** Data extracts **

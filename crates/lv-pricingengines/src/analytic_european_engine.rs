//! Analytic European option prices (Black-Scholes-Merton).
//!
//! $$C = S e^{-qT} N(d_1) - K e^{-rT} N(d_2)$$
//! $$P = K e^{-rT} N(-d_2) - S e^{-qT} N(-d_1)$$
//!
//! where $d_{1,2} = \frac{\ln(S/K) + (r - q \pm \sigma^2/2)T}{\sigma\sqrt{T}}$.

use lv_core::{Price, Rate, Real, Time, Volatility};
use lv_math::normal_cdf;

/// Call or put.
#[derive(Debug, Clone, Copy, PartialEq, Eq, Hash)]
pub enum OptionType {
    /// Right to buy.
    Call,
    /// Right to sell.
    Put,
}

impl OptionType {
    /// `+1` for a call, `−1` for a put.
    pub fn sign(self) -> Real {
        match self {
            OptionType::Call => 1.0,
            OptionType::Put => -1.0,
        }
    }

    /// Exercise value at `spot`.
    #[inline]
    pub fn payoff(self, spot: Price, strike: Real) -> Price {
        (self.sign() * (spot - strike)).max(0.0)
    }
}

/// Black-Scholes-Merton price of a European option.
///
/// For `t ≤ 0` this is the intrinsic value; for zero volatility it is the
/// discounted payoff on the forward.
pub fn black_scholes_price(
    option_type: OptionType,
    spot: Price,
    strike: Real,
    rate: Rate,
    dividend: Rate,
    vol: Volatility,
    t: Time,
) -> Price {
    if t <= 0.0 {
        return option_type.payoff(spot, strike);
    }
    let phi = option_type.sign();
    let df_r = (-rate * t).exp();
    let df_q = (-dividend * t).exp();
    let std_dev = vol * t.sqrt();

    if std_dev <= 1e-15 {
        let forward = spot * df_q / df_r;
        return df_r * option_type.payoff(forward, strike);
    }

    let d1 = ((spot / strike).ln() + (rate - dividend) * t) / std_dev + 0.5 * std_dev;
    let d2 = d1 - std_dev;
    phi * (spot * df_q * normal_cdf(phi * d1) - strike * df_r * normal_cdf(phi * d2))
}

#[cfg(test)]
mod tests {
    use super::*;
    use approx::assert_abs_diff_eq;

    #[test]
    fn textbook_call_value() {
        // Hull: S=100, K=100, r=5%, σ=20%, T=1
        let c = black_scholes_price(OptionType::Call, 100.0, 100.0, 0.05, 0.0, 0.2, 1.0);
        assert_abs_diff_eq!(c, 10.450_583_572_185_565, epsilon = 1e-9);
    }

    #[test]
    fn put_call_parity() {
        for &(k, q, t) in &[(80.0, 0.0, 0.5), (100.0, 0.02, 1.0), (130.0, 0.04, 3.0)] {
            let c = black_scholes_price(OptionType::Call, 100.0, k, 0.03, q, 0.25, t);
            let p = black_scholes_price(OptionType::Put, 100.0, k, 0.03, q, 0.25, t);
            let parity = 100.0 * (-q * t).exp() - k * (-0.03 * t).exp();
            assert_abs_diff_eq!(c - p, parity, epsilon = 1e-10);
        }
    }

    #[test]
    fn degenerate_inputs() {
        assert_eq!(black_scholes_price(OptionType::Call, 110.0, 100.0, 0.05, 0.0, 0.2, 0.0), 10.0);
        assert_eq!(black_scholes_price(OptionType::Put, 110.0, 100.0, 0.05, 0.0, 0.2, -1.0), 0.0);
        let c = black_scholes_price(OptionType::Call, 100.0, 100.0, 0.05, 0.0, 0.0, 1.0);
        assert_abs_diff_eq!(c, 100.0 - 100.0 * (-0.05_f64).exp(), epsilon = 1e-12);
    }

    #[test]
    fn payoff_and_sign() {
        assert_eq!(OptionType::Call.payoff(120.0, 100.0), 20.0);
        assert_eq!(OptionType::Put.payoff(120.0, 100.0), 0.0);
        assert_eq!(OptionType::Put.sign(), -1.0);
    }

    proptest::proptest! {
        #[test]
        fn call_respects_no_arbitrage_bounds(
            k in 20.0f64..300.0,
            r in 0.0f64..0.1,
            q in 0.0f64..0.08,
            vol in 0.01f64..1.0,
            t in 0.01f64..5.0,
        ) {
            let c = black_scholes_price(OptionType::Call, 100.0, k, r, q, vol, t);
            let upper = 100.0 * (-q * t).exp();
            let lower = (upper - k * (-r * t).exp()).max(0.0);
            proptest::prop_assert!(c >= lower - 1e-10 && c <= upper + 1e-10, "c = {}", c);
        }
    }
}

** Task requirements **
The expected answer is each line of the records above that includes the string "lower".

** Task solution **
            let lower = (upper - k * (-r * t).exp()).max(0.0);
            proptest::prop_assert!(c >= lower - 1e-10 && c <= upper + 1e-10, "c = {}", c);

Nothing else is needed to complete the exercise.